I think we all realize all too well that we live in a culture that idolizes success, often holding up the “winners” in life and scorning the “losers.” In response. we have become skillful self-promoters dangerously adept at selling ourselves, even to the point of deceiving ourselves sometimes. We define ourselves by our accomplishments; our ability to deliver, our perfect performance. We have bought into the myth, sometimes unconsciously, that “success saves.”
Maria Boulding, in her book Gateway to Hope: An Exploration of Failure, extols the odd, counter-cultural truth that God does not love us despite of our faults and failures, but rather in and through them we are being emptied, being broke open and brought into deeper intimacy with God and one another. God works in and through our failure to bring about the kingdom! Our downfalls force us to shed our self-sufficiency – our masks of perfection – and accept redemption, knowing that we have not earned it by our accomplishments. Our weakness cultivates a deeper vulnerability, compassion, and acceptance towards others – the very hallmarks of a follower of Jesus. I
In the spiritual life, often our failures are more valuable than our successes. Consider Jesus. He was most successful at the very moment of his deepest failure and suffering; a paradox that we Christians know in our bones. In Jesus, we see that the very moment of catastrophe is also the moment of liberation. This is the very mystery of God that we are invited to live out. There is something very sacred to be found in our brokenness. Accomplishments, failures, successes, embarrassments – no matter; we are but instruments. So, today, maybe we can try not to label anything as “good” or “bad,” and we can be our own best friend and extend a bit of tenderness to ourselves in the face of our failures.
A closing story…
A water bearer in India had two large pots, each hung on one end of the pole he carried across the back of his neck. One of the pots had a crack in it, and while the other pot was perfect and always delivered a full portion of water at the end of the long walk from the stream, the cracked pot arrived only half full.

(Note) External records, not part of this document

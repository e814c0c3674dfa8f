//! Device traits: color scheme, screen geometry, font scale, and platform.
//!
//! [`DeviceTraits`] is a point-in-time snapshot of everything the style
//! pipeline asks the host about. Hosts implement [`DeviceInfo`] to supply it;
//! [`StaticDevice`] is a fixed implementation for embedders and tests.

#[cfg(feature = "serde")]
use serde::{Deserialize, Serialize};

/// System display mode.
#[derive(Debug, Clone, Copy, PartialEq, Eq, Hash, Default)]
#[cfg_attr(feature = "serde", derive(Serialize, Deserialize))]
#[cfg_attr(feature = "serde", serde(rename_all = "lowercase"))]
pub enum ColorScheme {
    #[default]
    Light,
    Dark,
    /// The OS did not report a preference.
    Unspecified,
}

impl ColorScheme {
    /// Collapse `Unspecified` to `Light`.
    ///
    /// Every color and theme decision runs on the resolved scheme.
    #[must_use]
    pub const fn resolved(self) -> Self {
        match self {
            Self::Dark => Self::Dark,
            Self::Light | Self::Unspecified => Self::Light,
        }
    }

    #[must_use]
    pub const fn is_dark(self) -> bool {
        matches!(self.resolved(), Self::Dark)
    }

    #[must_use]
    pub const fn as_str(self) -> &'static str {
        match self {
            Self::Light => "light",
            Self::Dark => "dark",
            Self::Unspecified => "unspecified",
        }
    }
}

/// Host operating system family.
#[derive(Debug, Clone, Copy, PartialEq, Eq, Hash, Default)]
#[cfg_attr(feature = "serde", derive(Serialize, Deserialize))]
#[cfg_attr(feature = "serde", serde(rename_all = "lowercase"))]
pub enum Platform {
    #[default]
    Ios,
    Android,
}

impl Platform {
    #[must_use]
    pub const fn is_ios(self) -> bool {
        matches!(self, Self::Ios)
    }
}

/// Screen size in points.
#[derive(Debug, Clone, Copy, PartialEq)]
#[cfg_attr(feature = "serde", derive(Serialize, Deserialize))]
pub struct ScreenDimensions {
    pub width: f64,
    pub height: f64,
}

impl ScreenDimensions {
    #[must_use]
    pub const fn new(width: f64, height: f64) -> Self {
        Self { width, height }
    }
}

impl Default for ScreenDimensions {
    /// The 375x812 reference device.
    fn default() -> Self {
        Self::new(375.0, 812.0)
    }
}

/// Safe-area insets in points.
#[derive(Debug, Clone, Copy, PartialEq, Default)]
#[cfg_attr(feature = "serde", derive(Serialize, Deserialize))]
pub struct ScreenInsets {
    pub top: f64,
    pub left: f64,
    pub bottom: f64,
    pub right: f64,
}

impl ScreenInsets {
    #[must_use]
    pub const fn new(top: f64, left: f64, bottom: f64, right: f64) -> Self {
        Self {
            top,
            left,
            bottom,
            right,
        }
    }
}

#[derive(Debug, Clone, Copy, PartialEq, Eq, Hash, Default)]
#[cfg_attr(feature = "serde", derive(Serialize, Deserialize))]
#[cfg_attr(feature = "serde", serde(rename_all = "lowercase"))]
pub enum ScreenOrientation {
    #[default]
    Portrait,
    Landscape,
}

/// Snapshot of every queryable display characteristic.
#[derive(Debug, Clone, PartialEq)]
#[cfg_attr(feature = "serde", derive(Serialize, Deserialize))]
#[cfg_attr(feature = "serde", serde(rename_all = "camelCase"))]
pub struct DeviceTraits {
    pub platform: Platform,
    pub color_scheme: ColorScheme,
    pub screen_dimensions: ScreenDimensions,
    /// OS content size category token (e.g. `UICTContentSizeCategoryL`).
    pub content_size_category: String,
    pub screen_insets: ScreenInsets,
    pub display_scale: f64,
    pub font_scale: f64,
    pub is_rtl: bool,
    pub screen_orientation: ScreenOrientation,
    pub pixel_ratio: f64,
}

impl Default for DeviceTraits {
    fn default() -> Self {
        Self {
            platform: Platform::default(),
            color_scheme: ColorScheme::default(),
            screen_dimensions: ScreenDimensions::default(),
            content_size_category: String::from("UICTContentSizeCategoryL"),
            screen_insets: ScreenInsets::default(),
            display_scale: 3.0,
            font_scale: 1.0,
            is_rtl: false,
            screen_orientation: ScreenOrientation::default(),
            pixel_ratio: 3.0,
        }
    }
}

/// Synchronous queries against the host's device module.
///
/// Only [`DeviceInfo::device_traits`] is required; the individual getters
/// default to reading the snapshot.
pub trait DeviceInfo {
    fn device_traits(&self) -> DeviceTraits;

    fn platform(&self) -> Platform {
        self.device_traits().platform
    }

    fn color_scheme(&self) -> ColorScheme {
        self.device_traits().color_scheme
    }

    fn screen_dimensions(&self) -> ScreenDimensions {
        self.device_traits().screen_dimensions
    }

    fn screen_insets(&self) -> ScreenInsets {
        self.device_traits().screen_insets
    }

    fn display_scale(&self) -> f64 {
        self.device_traits().display_scale
    }

    /// Live accessibility font scale, `None` when the module cannot report it.
    fn font_scale(&self) -> Option<f64> {
        Some(self.device_traits().font_scale)
    }

    /// Font scale reported by the rendering layer's pixel-ratio API.
    fn system_font_scale(&self) -> f64 {
        1.0
    }
}

/// A [`DeviceInfo`] that always answers from a fixed snapshot.
#[derive(Debug, Clone, PartialEq)]
pub struct StaticDevice {
    traits: DeviceTraits,
    live_font_scale: bool,
    system_font_scale: f64,
}

impl StaticDevice {
    pub fn new(traits: DeviceTraits) -> Self {
        Self {
            traits,
            live_font_scale: true,
            system_font_scale: 1.0,
        }
    }

    #[must_use]
    pub fn with_color_scheme(mut self, scheme: ColorScheme) -> Self {
        self.traits.color_scheme = scheme;
        self
    }

    #[must_use]
    pub fn with_platform(mut self, platform: Platform) -> Self {
        self.traits.platform = platform;
        self
    }

    #[must_use]
    pub fn with_dimensions(mut self, width: f64, height: f64) -> Self {
        self.traits.screen_dimensions = ScreenDimensions::new(width, height);
        self
    }

    #[must_use]
    pub fn with_insets(mut self, insets: ScreenInsets) -> Self {
        self.traits.screen_insets = insets;
        self
    }

    #[must_use]
    pub fn with_font_scale(mut self, scale: f64) -> Self {
        self.traits.font_scale = scale;
        self.live_font_scale = true;
        self
    }

    /// Report the live font scale as unavailable, forcing the system fallback.
    #[must_use]
    pub fn without_live_font_scale(mut self, system_font_scale: f64) -> Self {
        self.live_font_scale = false;
        self.system_font_scale = system_font_scale;
        self
    }

    pub fn traits(&self) -> &DeviceTraits {
        &self.traits
    }
}

impl Default for StaticDevice {
    fn default() -> Self {
        Self::new(DeviceTraits::default())
    }
}

impl DeviceInfo for StaticDevice {
    fn device_traits(&self) -> DeviceTraits {
        self.traits.clone()
    }

    fn platform(&self) -> Platform {
        self.traits.platform
    }

    fn color_scheme(&self) -> ColorScheme {
        self.traits.color_scheme
    }

    fn screen_dimensions(&self) -> ScreenDimensions {
        self.traits.screen_dimensions
    }

    fn screen_insets(&self) -> ScreenInsets {
        self.traits.screen_insets
    }

    fn font_scale(&self) -> Option<f64> {
        self.live_font_scale.then_some(self.traits.font_scale)
    }

    fn system_font_scale(&self) -> f64 {
        self.system_font_scale
    }
}

#[cfg(test)]
mod tests {
    use super::*;

    #[test]
    fn unspecified_resolves_to_light() {
        assert_eq!(ColorScheme::Unspecified.resolved(), ColorScheme::Light);
        assert_eq!(ColorScheme::Light.resolved(), ColorScheme::Light);
        assert_eq!(ColorScheme::Dark.resolved(), ColorScheme::Dark);
        assert!(!ColorScheme::Unspecified.is_dark());
    }

    #[test]
    fn default_dimensions_match_reference_device() {
        let dims = ScreenDimensions::default();
        assert_eq!(dims.width, 375.0);
        assert_eq!(dims.height, 812.0);
    }

    #[test]
    fn static_device_answers_from_snapshot() {
        let device = StaticDevice::default()
            .with_color_scheme(ColorScheme::Dark)
            .with_platform(Platform::Android)
            .with_dimensions(750.0, 1624.0)
            .with_insets(ScreenInsets::new(44.0, 0.0, 34.0, 0.0))
            .with_font_scale(1.5);

        assert_eq!(device.color_scheme(), ColorScheme::Dark);
        assert_eq!(device.platform(), Platform::Android);
        assert_eq!(device.screen_dimensions(), ScreenDimensions::new(750.0, 1624.0));
        assert_eq!(device.screen_insets().top, 44.0);
        assert_eq!(device.font_scale(), Some(1.5));
    }

    #[test]
    fn missing_live_font_scale_reports_none() {
        let device = StaticDevice::default().without_live_font_scale(1.2);
        assert_eq!(device.font_scale(), None);
        assert_eq!(device.system_font_scale(), 1.2);
    }

    #[test]
    fn default_getters_read_the_snapshot() {
        struct Snapshot(DeviceTraits);
        impl DeviceInfo for Snapshot {
            fn device_traits(&self) -> DeviceTraits {
                self.0.clone()
            }
        }

        let traits = DeviceTraits {
            display_scale: 2.0,
            font_scale: 1.3,
            ..DeviceTraits::default()
        };
        let device = Snapshot(traits);
        assert_eq!(device.display_scale(), 2.0);
        assert_eq!(device.font_scale(), Some(1.3));
        assert_eq!(device.system_font_scale(), 1.0);
        assert_eq!(device.platform(), Platform::Ios);
    }
}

The perfect pot was proud of its accomplishment and saw itself as succeeding for the purpose for which it was made. But the poor cracked pot was ashamed of its imperfection and miserable that it was able to accomplish only half of what it had been made to do.
After three years of what it perceived as bitter failure, it spoke to the water bearer one day by the stream. “I am ashamed of myself, and I want to apologize to you. For the past three years, I have been able to deliver only half my load because of this crack in my side. Because of my flaws you have had to work without getting the full value of your efforts.” The water bearer said, “As we return to the master’s house, I want you to notice the beautiful flowers along the path.”
As they went up the hill, the old, cracked pot noticed the beautiful wildflowers on the side of the path. The pot felt cheered, but at the end of the trail, again apologized for its failure. The bearer said to the pot, “Did you notice that there were flowers only on your side of the path, but not on the other pot’s side? That’s because I knew about your flaw and took advantage of it. I planted flower seeds on your side of the path, and every day while we walk back from the stream, you’ve watered them for me. For three years I have been able to pick these beautiful flowers to decorate my master’s table. If you were not just the way you are, he would not have such beauty to grace his house.